How to complete this task: Only one stretch of the records below is wanted: the lines from the one holding "pub fn repo_full_name(&self)" through the one holding "const COLUMNS: &str". Return it exactly, both ends included.

Record excerpts:

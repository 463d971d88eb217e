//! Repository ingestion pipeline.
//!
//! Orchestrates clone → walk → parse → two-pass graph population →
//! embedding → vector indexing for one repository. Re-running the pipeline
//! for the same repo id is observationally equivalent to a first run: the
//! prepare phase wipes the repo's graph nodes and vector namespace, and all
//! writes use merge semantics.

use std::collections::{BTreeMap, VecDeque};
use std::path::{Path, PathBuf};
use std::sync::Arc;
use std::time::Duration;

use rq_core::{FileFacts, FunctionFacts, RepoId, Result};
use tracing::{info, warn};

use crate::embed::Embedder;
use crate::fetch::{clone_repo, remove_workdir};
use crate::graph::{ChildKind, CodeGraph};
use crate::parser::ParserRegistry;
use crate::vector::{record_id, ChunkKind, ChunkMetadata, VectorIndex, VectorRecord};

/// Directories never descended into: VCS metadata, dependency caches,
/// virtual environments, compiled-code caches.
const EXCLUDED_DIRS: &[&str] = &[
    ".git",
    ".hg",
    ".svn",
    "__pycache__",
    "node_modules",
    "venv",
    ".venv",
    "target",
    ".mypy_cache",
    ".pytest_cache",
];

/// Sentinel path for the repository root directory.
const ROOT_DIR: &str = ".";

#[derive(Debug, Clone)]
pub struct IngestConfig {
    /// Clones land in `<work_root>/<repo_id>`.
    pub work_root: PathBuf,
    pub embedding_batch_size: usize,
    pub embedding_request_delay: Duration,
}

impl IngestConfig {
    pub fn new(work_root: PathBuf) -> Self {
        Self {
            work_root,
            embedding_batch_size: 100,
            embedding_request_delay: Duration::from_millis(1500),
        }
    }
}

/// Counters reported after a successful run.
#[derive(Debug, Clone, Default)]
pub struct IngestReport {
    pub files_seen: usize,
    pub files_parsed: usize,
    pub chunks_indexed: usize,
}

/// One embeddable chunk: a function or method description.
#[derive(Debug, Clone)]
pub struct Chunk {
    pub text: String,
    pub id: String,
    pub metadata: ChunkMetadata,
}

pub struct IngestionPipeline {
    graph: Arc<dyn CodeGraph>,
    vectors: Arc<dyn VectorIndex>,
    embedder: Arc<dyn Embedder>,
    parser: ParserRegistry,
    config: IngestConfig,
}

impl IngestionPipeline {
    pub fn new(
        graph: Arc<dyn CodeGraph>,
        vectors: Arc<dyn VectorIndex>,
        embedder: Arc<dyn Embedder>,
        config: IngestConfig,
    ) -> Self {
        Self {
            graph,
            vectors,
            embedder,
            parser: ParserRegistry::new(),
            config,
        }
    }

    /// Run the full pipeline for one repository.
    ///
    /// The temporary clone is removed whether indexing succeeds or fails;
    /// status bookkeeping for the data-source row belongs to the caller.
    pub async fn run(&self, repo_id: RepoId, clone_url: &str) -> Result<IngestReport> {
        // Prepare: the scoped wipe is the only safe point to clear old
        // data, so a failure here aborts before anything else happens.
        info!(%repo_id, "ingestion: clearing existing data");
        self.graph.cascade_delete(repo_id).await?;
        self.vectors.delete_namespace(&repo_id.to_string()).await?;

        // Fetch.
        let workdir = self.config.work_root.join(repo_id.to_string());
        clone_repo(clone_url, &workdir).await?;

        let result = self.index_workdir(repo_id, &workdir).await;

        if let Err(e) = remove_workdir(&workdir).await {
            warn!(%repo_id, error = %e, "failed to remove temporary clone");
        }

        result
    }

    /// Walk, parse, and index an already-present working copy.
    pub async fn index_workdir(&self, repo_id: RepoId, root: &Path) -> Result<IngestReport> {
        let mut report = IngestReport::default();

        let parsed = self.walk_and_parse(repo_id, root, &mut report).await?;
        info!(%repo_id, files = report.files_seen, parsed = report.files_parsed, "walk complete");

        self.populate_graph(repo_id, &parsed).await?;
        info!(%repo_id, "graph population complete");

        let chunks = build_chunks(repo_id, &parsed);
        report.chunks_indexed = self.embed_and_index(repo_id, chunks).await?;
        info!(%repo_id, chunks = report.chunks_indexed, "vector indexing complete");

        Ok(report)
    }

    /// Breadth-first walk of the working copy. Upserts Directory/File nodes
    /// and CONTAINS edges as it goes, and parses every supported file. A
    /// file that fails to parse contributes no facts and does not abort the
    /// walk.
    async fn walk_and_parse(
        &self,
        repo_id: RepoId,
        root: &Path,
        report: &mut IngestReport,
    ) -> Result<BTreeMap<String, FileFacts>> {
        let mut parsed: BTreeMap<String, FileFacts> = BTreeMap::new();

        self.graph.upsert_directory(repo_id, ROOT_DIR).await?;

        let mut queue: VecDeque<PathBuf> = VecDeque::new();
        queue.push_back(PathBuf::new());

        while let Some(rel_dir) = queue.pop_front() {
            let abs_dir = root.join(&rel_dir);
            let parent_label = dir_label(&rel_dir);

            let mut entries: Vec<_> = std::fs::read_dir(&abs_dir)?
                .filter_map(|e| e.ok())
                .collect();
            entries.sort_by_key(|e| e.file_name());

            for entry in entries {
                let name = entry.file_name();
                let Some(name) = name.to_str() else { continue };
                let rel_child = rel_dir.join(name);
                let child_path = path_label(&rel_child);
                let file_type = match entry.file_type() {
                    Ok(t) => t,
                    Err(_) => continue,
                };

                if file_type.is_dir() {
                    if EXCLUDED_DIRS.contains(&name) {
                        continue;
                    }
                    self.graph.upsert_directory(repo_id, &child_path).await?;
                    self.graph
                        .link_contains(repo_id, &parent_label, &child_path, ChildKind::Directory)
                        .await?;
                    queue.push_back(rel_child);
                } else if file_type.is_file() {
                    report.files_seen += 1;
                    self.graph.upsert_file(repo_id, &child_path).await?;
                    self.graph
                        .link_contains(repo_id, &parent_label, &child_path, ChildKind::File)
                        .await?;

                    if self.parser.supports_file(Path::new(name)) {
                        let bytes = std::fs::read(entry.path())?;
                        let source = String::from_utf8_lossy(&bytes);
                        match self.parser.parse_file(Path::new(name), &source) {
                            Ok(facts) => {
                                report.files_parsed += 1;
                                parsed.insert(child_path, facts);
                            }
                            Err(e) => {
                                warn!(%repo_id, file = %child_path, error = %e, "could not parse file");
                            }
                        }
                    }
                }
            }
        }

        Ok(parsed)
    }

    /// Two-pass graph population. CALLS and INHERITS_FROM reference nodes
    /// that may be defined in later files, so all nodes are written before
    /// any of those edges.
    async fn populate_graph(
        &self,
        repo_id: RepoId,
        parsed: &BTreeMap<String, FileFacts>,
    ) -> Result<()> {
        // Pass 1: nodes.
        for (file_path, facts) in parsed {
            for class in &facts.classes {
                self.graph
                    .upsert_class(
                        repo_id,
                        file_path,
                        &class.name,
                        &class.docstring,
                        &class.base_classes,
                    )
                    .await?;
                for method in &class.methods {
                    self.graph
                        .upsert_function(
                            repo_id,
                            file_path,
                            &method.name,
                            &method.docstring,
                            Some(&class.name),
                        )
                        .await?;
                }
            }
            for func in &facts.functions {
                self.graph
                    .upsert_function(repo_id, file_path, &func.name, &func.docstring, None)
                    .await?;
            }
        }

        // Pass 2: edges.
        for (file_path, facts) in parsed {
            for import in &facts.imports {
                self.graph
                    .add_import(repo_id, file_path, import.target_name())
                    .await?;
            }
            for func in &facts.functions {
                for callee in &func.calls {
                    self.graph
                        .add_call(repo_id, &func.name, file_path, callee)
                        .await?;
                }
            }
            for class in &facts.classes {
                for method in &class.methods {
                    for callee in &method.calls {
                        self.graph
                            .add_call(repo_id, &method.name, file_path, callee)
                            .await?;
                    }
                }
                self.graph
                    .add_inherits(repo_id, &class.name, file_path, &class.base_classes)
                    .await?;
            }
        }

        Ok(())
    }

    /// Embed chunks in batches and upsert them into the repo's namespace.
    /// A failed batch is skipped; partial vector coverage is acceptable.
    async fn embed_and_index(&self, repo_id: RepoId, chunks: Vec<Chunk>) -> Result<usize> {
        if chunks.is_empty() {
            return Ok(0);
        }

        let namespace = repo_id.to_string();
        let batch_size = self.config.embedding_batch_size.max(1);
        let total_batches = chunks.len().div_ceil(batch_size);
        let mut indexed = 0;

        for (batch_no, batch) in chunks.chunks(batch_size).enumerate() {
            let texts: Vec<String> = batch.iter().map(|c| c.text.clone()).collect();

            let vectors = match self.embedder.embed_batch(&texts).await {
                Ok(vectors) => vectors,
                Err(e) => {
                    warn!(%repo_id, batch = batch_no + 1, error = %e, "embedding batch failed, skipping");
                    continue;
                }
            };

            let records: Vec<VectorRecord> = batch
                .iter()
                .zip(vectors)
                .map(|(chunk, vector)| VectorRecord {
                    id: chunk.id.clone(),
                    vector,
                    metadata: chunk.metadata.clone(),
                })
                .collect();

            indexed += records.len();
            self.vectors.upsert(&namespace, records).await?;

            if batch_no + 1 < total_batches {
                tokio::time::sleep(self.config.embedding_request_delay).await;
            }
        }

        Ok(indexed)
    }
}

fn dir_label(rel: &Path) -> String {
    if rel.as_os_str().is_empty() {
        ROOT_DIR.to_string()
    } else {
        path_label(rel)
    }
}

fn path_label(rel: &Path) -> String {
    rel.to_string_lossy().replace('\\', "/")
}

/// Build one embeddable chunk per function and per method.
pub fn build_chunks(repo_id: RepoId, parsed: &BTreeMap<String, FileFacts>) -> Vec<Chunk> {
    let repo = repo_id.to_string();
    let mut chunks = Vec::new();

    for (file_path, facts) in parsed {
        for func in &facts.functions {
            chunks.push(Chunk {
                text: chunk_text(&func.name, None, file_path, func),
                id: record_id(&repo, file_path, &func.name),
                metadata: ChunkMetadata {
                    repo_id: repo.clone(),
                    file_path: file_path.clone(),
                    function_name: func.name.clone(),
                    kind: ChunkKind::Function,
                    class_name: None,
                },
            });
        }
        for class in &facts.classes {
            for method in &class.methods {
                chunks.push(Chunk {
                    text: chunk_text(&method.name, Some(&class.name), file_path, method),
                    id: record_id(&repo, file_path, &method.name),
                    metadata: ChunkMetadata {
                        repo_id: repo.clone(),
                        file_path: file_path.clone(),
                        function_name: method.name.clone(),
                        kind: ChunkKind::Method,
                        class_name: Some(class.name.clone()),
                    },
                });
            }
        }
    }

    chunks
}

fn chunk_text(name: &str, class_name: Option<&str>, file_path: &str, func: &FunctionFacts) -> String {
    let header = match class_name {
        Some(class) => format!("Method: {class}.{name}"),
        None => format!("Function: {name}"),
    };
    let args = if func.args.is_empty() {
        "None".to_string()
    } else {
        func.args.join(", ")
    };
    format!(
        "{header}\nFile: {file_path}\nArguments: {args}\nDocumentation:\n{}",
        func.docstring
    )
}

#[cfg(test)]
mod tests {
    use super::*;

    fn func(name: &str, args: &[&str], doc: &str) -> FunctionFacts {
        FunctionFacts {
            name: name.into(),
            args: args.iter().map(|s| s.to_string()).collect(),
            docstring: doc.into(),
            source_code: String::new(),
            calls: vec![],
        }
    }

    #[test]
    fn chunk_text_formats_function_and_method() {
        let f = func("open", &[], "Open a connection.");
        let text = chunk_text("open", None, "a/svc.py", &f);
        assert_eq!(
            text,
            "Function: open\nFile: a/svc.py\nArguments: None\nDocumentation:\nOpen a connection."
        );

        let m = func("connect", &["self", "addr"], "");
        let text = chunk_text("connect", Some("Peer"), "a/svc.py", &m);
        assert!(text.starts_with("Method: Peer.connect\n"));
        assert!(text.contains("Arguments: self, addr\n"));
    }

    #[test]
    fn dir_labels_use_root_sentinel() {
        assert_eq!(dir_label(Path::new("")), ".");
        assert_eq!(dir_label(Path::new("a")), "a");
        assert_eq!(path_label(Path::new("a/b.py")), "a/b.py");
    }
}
...
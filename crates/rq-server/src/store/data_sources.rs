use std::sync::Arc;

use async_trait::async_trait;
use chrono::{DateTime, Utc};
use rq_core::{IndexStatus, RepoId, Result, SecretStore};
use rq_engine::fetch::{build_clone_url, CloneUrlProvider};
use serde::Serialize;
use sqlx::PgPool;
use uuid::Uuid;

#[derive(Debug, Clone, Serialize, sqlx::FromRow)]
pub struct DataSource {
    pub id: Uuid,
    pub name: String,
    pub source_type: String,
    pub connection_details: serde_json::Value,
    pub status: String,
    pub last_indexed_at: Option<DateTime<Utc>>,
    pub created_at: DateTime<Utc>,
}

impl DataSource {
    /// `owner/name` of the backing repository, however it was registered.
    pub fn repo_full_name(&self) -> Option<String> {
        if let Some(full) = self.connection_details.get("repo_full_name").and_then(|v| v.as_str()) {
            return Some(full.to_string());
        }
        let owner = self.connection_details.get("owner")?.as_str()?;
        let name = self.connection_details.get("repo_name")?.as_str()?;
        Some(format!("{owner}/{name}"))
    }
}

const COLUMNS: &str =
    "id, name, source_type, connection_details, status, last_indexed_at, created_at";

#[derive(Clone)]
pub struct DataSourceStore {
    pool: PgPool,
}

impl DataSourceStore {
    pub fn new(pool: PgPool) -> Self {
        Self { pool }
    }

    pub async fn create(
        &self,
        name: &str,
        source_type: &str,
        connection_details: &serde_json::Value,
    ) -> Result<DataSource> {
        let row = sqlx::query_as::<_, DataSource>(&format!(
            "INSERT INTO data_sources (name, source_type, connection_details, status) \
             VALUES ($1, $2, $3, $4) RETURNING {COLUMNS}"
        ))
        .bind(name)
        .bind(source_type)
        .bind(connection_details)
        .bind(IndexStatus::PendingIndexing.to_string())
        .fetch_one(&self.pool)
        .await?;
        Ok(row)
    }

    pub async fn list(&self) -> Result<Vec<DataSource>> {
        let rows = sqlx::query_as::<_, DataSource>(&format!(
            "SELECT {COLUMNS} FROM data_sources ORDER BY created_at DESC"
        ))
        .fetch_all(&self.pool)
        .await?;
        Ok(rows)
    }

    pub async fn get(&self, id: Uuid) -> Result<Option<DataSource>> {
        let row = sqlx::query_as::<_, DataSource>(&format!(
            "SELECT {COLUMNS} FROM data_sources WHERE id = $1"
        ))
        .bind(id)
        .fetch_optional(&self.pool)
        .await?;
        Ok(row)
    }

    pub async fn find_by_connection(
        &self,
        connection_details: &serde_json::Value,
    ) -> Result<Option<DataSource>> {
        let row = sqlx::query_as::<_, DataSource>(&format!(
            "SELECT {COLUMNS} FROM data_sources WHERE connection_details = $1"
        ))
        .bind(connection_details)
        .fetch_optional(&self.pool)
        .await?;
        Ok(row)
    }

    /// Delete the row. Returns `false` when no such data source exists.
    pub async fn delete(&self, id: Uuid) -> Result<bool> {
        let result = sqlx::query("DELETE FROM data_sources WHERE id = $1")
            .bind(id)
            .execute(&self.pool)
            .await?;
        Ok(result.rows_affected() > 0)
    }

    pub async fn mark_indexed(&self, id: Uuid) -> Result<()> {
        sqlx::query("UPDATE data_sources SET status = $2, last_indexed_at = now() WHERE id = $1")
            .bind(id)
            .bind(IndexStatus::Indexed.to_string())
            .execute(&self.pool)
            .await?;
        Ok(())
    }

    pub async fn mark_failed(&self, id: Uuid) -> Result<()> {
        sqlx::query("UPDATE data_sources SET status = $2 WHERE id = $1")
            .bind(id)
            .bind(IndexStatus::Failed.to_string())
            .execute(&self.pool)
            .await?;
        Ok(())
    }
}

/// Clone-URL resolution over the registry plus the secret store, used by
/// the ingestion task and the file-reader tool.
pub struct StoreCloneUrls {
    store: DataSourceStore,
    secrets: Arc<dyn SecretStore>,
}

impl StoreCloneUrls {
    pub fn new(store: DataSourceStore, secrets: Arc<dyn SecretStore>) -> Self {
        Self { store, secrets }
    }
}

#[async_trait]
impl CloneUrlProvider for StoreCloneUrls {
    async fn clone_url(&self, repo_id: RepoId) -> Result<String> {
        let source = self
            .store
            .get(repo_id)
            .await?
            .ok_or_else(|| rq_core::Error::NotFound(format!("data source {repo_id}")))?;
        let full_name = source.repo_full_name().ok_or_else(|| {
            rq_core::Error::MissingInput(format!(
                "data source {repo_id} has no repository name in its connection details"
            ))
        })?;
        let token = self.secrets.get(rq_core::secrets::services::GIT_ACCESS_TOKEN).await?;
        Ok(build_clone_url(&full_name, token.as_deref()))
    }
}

Task result:
    pub fn repo_full_name(&self) -> Option<String> {
        if let Some(full) = self.connection_details.get("repo_full_name").and_then(|v| v.as_str()) {
            return Some(full.to_string());
        }
        let owner = self.connection_details.get("owner")?.as_str()?;
        let name = self.connection_details.get("repo_name")?.as_str()?;
        Some(format!("{owner}/{name}"))
    }
}

const COLUMNS: &str =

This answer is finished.